• **Problem details**
Please copy out the entries until you have copied the line that contains "is not less", beginning with the first line.

• **Information given**
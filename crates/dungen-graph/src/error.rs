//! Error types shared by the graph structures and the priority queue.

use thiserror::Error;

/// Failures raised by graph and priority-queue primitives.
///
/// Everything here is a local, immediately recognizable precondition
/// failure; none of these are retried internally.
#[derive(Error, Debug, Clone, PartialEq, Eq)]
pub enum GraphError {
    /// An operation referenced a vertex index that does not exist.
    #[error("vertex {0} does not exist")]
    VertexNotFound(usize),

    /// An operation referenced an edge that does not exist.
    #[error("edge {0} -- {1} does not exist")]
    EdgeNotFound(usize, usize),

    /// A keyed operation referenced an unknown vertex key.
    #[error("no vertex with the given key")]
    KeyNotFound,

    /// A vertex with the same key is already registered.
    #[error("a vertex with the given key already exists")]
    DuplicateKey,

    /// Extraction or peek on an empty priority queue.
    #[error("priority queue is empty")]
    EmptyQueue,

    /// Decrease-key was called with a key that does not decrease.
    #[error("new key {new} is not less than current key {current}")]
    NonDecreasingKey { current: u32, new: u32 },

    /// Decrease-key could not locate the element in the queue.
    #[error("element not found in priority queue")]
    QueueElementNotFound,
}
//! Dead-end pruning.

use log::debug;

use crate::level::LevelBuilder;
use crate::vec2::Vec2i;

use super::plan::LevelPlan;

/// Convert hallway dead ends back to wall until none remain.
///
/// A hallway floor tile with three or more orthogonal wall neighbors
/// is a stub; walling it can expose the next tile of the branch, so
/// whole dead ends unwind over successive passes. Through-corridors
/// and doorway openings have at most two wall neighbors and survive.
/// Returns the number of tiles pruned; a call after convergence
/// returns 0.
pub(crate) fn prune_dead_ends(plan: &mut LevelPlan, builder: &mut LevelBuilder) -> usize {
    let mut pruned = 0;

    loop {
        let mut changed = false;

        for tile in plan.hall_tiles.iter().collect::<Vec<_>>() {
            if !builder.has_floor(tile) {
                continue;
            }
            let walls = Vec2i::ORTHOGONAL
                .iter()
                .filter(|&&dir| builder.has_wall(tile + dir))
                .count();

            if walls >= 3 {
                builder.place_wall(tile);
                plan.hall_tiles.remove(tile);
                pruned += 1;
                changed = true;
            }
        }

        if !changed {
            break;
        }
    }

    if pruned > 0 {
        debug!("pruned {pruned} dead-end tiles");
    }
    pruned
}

• **Answer section**
filename crates/dungen-graph/src/error.rs
//! Error types shared by the graph structures and the priority queue.

use thiserror::Error;

/// Failures raised by graph and priority-queue primitives.
///
/// Everything here is a local, immediately recognizable precondition
/// failure; none of these are retried internally.
#[derive(Error, Debug, Clone, PartialEq, Eq)]
pub enum GraphError {
    /// An operation referenced a vertex index that does not exist.
    #[error("vertex {0} does not exist")]
    VertexNotFound(usize),

    /// An operation referenced an edge that does not exist.
    #[error("edge {0} -- {1} does not exist")]
    EdgeNotFound(usize, usize),

    /// A keyed operation referenced an unknown vertex key.
    #[error("no vertex with the given key")]
    KeyNotFound,

    /// A vertex with the same key is already registered.
    #[error("a vertex with the given key already exists")]
    DuplicateKey,

    /// Extraction or peek on an empty priority queue.
    #[error("priority queue is empty")]
    EmptyQueue,

    /// Decrease-key was called with a key that does not decrease.
    #[error("new key {new} is not less than current key {current}")]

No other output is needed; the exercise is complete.